An investigation into the relationship between hemisphere tooling parameters and thickness changes during the thermoforming of a thermoplastic composite

Abstract. Thermoforming is an economical and fast means of transforming a flat sheet of thermoplastic composite material into a complex shape. The two-step process consists of a preform phase that transforms the laminates to near net shape ply stacks and of a subsequent consolidation step that employs pressure and heat to join the preforms into a final part. During the preform step, many aspects of the process must be regulated to minimize undesirable affects. A binder ring applies pressure to the material to induce in-plane tension, aiding in the initiation of shear deformation in the laminate. The material increases in thickness as it undergoes in-plane shear to conform to the preform shape. The degree of shear varies over the part, creating variations in thickness and subsequent challenges with uniform consolidation. While material attributes and processing parameters are critical in successful preforming, refining the tool geometry can also lead to significant changes in the preform outcome. Although many of these challenges have been addressed in a design-build-test approach, the goal of this research is to develop a virtual process that can guide design changes in the tooling to achieve a well consolidated part.

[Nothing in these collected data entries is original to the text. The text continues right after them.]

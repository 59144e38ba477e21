//! Process-wide base logger and package-level functions
//!
//! The base logger is assigned once. Call [`init`] during startup to install
//! a configured logger; otherwise the first use installs [`Logger::new`]'s
//! defaults. Every function here forwards to [`base`], and `with`/`with_error`
//! return detached loggers without changing the base.
//!
//! ```
//! use sourced_logger::{global, LogLevel, MemorySink};
//!
//! let sink = MemorySink::new();
//! global::set_out(sink.clone());
//! global::set_level(LogLevel::Debug);
//!
//! global::with("job", "reindex").debug(&["started".into()]);
//! assert!(sink.contents().contains("job=reindex"));
//! ```

use crate::core::{FieldValue, LogLevel, LoggerError, Outcome, Result};
use crate::logger::Logger;
use once_cell::sync::OnceCell;
use std::io::Write;
use std::sync::Arc;

static BASE: OnceCell<Logger> = OnceCell::new();

/// Install `logger` as the base logger
///
/// Fails with [`LoggerError::AlreadyInitialized`] if a base logger was
/// already installed, explicitly or by an earlier logging call.
pub fn init(logger: Logger) -> Result<()> {
    BASE.set(logger).map_err(|_| LoggerError::AlreadyInitialized)
}

/// The base logger, installing the default one on first use
pub fn base() -> &'static Logger {
    BASE.get_or_init(Logger::new)
}

/// A logger with no fields on the base logger's engine
#[must_use]
pub fn new() -> Logger {
    Logger::from_engine(Arc::clone(base().engine()))
}

/// Set the minimum level on the base engine
pub fn set_level(level: LogLevel) {
    base().set_level(level);
}

/// Redirect the base engine's output
pub fn set_out<W: Write + Send + 'static>(out: W) {
    base().set_out(out);
}

/// Base logger plus `key` set to `value`
#[must_use]
pub fn with<K, V>(key: K, value: V) -> Logger
where
    K: Into<String>,
    V: Into<FieldValue>,
{
    base().with(key, value)
}

/// Base logger plus `err`'s message in the `error` field
///
/// ```
/// use sourced_logger::global;
///
/// let err = std::io::Error::new(std::io::ErrorKind::NotFound, "missing");
/// let failed = global::with_error(&err);
/// assert!(failed.fields().get("error").is_some());
/// assert!(global::base().fields().is_empty());
/// ```
#[must_use]
pub fn with_error<E>(err: &E) -> Logger
where
    E: std::error::Error + ?Sized,
{
    base().with_error(err)
}

/// Log at `Debug` on the base logger
#[track_caller]
pub fn debug(args: &[FieldValue]) -> Outcome {
    base().debug(args)
}

/// Log at `Debug` on the base logger with spaced arguments
#[track_caller]
pub fn debugln(args: &[FieldValue]) -> Outcome {
    base().debugln(args)
}

/// Log at `Info` on the base logger
#[track_caller]
pub fn info(args: &[FieldValue]) -> Outcome {
    base().info(args)
}

/// Log at `Info` on the base logger with spaced arguments
#[track_caller]
pub fn infoln(args: &[FieldValue]) -> Outcome {
    base().infoln(args)
}

/// Log at `Warn` on the base logger
#[track_caller]
pub fn warn(args: &[FieldValue]) -> Outcome {
    base().warn(args)
}

/// Log at `Warn` on the base logger with spaced arguments
#[track_caller]
pub fn warnln(args: &[FieldValue]) -> Outcome {
    base().warnln(args)
}

/// Log at `Error` on the base logger
#[track_caller]
pub fn error(args: &[FieldValue]) -> Outcome {
    base().error(args)
}

/// Log at `Error` on the base logger with spaced arguments
#[track_caller]
pub fn errorln(args: &[FieldValue]) -> Outcome {
    base().errorln(args)
}

/// Log at `Fatal` on the base logger, then run its exit handler
#[track_caller]
pub fn fatal(args: &[FieldValue]) -> Outcome {
    base().fatal(args)
}

/// Log at `Fatal` on the base logger with spaced arguments, then run its exit handler
#[track_caller]
pub fn fatalln(args: &[FieldValue]) -> Outcome {
    base().fatalln(args)
}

A discrete mesoscopic modeling approach was implemented in LS-DYNA using thickness-change shell elements (ELFORM25) that can incorporate 3D material properties, including through-plane thickness changes. The current state of the simulation effectively incorporates material behavior, tool/ply friction and thickness changes that reflect variations in pressure. The simulation is used to investigate the significance of the punch/die gap size and the die fillet radius on the tooling geometry. The modeling approach was verified through comparison to experimental results with two types of tooling geometry. A parametric study was then performed to investigate tooling changes in relation to the number of layers, or thickness, of a unidirectional ultra-high molecular weight polyethylene (UHMWPE) material, DSM Dyneema® HB210. The outcomes of the result were evaluated by comparing wrinkle formation, shear deformation and thickness variations. The research shows that the radius of the die fillet has a significant impact on the uniformity of thickness in the preform. A combination of fillet radius and die affects can lead to more desirable outcomes in terms of wrinkle formation and thickness uniformity.